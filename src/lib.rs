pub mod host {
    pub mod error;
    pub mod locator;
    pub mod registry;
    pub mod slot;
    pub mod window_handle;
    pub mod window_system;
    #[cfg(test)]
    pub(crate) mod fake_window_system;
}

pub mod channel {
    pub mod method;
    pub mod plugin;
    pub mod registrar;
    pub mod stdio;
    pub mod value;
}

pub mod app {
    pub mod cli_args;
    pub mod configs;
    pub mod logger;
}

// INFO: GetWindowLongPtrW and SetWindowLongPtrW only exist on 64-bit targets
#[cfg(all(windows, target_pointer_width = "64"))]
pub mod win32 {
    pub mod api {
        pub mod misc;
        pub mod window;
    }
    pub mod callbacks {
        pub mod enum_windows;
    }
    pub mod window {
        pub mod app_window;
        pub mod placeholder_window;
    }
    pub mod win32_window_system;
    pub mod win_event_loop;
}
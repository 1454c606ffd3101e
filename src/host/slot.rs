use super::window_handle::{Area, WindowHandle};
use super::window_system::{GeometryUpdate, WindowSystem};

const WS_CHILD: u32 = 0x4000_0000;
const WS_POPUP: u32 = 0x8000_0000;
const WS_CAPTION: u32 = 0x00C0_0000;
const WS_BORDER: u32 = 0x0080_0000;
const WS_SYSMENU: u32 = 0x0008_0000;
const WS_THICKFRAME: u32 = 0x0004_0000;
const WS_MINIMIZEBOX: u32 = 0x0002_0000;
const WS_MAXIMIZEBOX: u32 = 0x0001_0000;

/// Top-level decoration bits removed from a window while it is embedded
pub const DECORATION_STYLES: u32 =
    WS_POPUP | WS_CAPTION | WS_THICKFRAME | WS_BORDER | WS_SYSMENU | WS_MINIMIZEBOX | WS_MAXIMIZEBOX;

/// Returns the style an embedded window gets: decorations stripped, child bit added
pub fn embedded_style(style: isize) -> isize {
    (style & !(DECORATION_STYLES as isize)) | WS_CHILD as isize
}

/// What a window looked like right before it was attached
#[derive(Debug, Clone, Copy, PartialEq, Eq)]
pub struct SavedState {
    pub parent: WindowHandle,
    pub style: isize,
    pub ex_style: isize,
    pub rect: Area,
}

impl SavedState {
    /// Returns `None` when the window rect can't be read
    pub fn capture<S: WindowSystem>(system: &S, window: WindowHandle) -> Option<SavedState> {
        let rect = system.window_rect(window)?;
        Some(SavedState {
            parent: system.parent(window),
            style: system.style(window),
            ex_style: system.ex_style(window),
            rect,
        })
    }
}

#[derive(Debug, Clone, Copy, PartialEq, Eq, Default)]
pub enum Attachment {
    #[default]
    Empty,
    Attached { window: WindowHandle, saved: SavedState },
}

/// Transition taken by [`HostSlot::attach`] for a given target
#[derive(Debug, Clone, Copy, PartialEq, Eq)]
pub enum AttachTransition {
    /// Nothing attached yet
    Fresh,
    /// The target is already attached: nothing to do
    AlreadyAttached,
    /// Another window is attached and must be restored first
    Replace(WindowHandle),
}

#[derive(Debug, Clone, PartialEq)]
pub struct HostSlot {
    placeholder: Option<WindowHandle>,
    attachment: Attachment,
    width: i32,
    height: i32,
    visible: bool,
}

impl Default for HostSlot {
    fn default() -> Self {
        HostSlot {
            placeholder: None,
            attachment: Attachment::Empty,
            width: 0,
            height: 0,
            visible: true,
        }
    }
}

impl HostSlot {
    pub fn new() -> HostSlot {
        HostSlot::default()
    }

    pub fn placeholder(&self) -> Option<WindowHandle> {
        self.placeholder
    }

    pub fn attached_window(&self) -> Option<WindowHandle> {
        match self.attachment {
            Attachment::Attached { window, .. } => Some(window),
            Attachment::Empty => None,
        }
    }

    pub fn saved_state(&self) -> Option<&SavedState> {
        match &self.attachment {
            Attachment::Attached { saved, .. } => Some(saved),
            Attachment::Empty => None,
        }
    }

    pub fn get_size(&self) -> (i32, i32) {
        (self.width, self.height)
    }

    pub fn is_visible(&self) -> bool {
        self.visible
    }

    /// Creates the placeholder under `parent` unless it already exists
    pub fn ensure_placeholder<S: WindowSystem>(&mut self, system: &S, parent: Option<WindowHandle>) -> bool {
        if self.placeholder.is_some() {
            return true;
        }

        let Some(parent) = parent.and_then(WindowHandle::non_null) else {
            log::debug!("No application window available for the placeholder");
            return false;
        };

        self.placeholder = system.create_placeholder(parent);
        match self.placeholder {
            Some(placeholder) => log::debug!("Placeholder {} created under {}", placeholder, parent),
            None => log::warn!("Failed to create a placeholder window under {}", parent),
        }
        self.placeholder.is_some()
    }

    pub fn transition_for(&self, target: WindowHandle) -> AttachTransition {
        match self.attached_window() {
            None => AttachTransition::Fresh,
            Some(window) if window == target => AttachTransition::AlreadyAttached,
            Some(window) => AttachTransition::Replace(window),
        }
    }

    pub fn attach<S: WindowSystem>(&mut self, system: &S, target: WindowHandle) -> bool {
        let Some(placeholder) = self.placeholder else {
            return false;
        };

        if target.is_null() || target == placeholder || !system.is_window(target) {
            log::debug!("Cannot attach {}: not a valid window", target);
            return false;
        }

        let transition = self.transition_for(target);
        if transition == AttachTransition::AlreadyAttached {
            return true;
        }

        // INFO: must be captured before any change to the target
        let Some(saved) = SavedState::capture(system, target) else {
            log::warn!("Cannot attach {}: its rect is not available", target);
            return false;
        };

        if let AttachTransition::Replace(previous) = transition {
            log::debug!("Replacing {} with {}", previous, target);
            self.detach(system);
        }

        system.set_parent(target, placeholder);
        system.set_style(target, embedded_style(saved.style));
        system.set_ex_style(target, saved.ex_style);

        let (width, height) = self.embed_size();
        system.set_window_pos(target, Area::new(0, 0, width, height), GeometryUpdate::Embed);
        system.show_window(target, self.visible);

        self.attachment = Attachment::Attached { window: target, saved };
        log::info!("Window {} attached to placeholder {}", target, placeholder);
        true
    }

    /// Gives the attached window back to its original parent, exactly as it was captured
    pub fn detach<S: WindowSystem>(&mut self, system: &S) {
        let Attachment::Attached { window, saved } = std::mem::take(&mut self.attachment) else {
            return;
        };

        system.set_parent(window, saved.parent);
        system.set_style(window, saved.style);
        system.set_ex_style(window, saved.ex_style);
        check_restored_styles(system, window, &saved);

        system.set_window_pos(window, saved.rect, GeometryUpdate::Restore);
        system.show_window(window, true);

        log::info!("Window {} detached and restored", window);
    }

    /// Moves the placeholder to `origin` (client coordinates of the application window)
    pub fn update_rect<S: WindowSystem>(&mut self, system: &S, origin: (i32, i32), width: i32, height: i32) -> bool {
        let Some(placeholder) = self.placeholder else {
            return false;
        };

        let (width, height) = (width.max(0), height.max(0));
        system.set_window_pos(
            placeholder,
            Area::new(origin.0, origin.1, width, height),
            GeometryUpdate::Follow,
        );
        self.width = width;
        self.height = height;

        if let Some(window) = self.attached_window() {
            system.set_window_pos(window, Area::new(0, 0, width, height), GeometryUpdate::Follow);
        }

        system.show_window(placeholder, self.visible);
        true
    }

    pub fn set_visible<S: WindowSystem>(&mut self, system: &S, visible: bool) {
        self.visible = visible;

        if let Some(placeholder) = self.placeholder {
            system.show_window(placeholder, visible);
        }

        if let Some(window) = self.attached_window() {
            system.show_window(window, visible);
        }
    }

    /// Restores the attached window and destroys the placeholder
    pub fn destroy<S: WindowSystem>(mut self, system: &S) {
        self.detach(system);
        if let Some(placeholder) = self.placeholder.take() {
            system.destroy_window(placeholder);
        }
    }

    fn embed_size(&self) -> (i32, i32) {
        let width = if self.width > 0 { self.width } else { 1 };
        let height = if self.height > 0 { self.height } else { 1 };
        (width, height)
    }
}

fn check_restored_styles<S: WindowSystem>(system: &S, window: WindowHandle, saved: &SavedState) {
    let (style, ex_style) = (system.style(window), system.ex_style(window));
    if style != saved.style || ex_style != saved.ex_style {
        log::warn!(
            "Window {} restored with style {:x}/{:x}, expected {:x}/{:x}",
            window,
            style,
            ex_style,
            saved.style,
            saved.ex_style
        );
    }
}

##############################

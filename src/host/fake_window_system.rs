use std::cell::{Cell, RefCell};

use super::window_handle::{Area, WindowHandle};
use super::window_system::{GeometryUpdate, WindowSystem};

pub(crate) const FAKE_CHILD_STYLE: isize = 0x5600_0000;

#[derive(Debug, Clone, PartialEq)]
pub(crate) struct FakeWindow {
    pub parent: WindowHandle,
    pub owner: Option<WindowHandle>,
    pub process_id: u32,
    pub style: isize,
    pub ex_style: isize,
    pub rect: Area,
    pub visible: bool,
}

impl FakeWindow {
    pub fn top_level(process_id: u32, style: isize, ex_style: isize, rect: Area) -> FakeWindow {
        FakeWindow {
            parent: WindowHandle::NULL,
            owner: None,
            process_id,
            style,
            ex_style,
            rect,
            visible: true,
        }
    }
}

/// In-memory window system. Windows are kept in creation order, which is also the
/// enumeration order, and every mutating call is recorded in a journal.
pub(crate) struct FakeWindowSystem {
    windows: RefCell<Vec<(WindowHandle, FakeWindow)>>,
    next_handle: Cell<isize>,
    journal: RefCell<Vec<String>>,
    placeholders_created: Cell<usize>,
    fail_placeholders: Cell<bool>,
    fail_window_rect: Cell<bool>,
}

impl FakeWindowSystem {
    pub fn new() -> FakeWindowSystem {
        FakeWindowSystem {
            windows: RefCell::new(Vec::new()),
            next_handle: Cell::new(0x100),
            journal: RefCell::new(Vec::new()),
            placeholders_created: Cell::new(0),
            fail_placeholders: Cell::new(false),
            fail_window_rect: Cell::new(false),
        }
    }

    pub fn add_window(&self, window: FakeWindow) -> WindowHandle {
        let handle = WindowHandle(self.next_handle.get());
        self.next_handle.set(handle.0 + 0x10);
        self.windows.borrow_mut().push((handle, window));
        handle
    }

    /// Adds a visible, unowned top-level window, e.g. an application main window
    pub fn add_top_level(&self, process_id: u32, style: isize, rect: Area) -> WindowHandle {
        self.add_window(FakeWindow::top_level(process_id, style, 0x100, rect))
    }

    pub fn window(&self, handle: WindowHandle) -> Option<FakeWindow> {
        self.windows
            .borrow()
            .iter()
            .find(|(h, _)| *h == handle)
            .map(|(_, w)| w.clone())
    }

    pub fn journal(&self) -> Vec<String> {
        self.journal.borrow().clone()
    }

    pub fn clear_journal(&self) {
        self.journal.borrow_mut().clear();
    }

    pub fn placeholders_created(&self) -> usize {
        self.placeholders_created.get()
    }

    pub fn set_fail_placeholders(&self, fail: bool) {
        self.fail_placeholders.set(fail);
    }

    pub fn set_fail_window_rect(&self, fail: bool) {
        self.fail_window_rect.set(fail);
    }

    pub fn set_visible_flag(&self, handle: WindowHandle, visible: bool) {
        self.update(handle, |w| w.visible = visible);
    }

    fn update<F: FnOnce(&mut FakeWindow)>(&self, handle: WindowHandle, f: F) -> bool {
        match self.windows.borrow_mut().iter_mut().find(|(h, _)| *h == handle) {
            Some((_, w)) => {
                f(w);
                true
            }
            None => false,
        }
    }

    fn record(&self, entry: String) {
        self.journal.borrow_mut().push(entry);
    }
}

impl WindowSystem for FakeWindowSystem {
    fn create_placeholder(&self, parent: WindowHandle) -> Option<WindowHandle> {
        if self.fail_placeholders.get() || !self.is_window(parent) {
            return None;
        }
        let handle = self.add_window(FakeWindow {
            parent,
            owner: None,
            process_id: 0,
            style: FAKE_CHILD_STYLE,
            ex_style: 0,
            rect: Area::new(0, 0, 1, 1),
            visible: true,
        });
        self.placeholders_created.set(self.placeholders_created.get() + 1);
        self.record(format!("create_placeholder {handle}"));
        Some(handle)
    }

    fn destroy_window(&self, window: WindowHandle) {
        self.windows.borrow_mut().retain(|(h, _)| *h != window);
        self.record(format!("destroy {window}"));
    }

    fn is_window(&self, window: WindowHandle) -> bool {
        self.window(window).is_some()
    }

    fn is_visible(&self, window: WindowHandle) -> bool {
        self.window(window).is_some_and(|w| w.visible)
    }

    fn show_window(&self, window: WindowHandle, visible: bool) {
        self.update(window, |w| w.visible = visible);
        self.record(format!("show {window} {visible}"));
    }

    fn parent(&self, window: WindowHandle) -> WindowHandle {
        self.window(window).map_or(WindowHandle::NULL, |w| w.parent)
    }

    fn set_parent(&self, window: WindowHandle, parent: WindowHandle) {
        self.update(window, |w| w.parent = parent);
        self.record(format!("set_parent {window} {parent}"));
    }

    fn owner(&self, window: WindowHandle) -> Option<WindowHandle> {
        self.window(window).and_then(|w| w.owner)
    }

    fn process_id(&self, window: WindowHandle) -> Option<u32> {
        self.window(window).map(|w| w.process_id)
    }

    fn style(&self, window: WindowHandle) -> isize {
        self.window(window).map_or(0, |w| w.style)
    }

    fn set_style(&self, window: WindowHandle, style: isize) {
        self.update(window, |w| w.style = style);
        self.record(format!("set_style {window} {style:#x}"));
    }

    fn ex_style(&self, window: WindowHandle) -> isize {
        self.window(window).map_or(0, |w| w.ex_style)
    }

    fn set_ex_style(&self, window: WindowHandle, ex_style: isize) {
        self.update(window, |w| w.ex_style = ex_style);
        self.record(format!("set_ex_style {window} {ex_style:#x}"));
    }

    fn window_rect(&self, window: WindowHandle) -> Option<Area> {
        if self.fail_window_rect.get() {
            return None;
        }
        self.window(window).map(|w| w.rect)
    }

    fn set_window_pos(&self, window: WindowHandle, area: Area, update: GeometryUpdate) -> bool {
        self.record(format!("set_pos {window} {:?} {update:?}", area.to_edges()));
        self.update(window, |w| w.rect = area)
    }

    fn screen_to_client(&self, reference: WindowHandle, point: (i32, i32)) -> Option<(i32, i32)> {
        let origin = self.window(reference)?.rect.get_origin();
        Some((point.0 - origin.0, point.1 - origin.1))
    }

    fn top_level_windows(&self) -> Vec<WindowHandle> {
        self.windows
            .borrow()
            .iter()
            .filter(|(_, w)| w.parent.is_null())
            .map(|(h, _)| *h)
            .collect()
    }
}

##############################

# WORK REQUEST:
In the entries above, identify each line that includes the string "owner", then copy it.

# FINISHED TASK:
    pub owner: Option<WindowHandle>,
            owner: None,
            owner: None,
    fn owner(&self, window: WindowHandle) -> Option<WindowHandle> {
        self.window(window).and_then(|w| w.owner)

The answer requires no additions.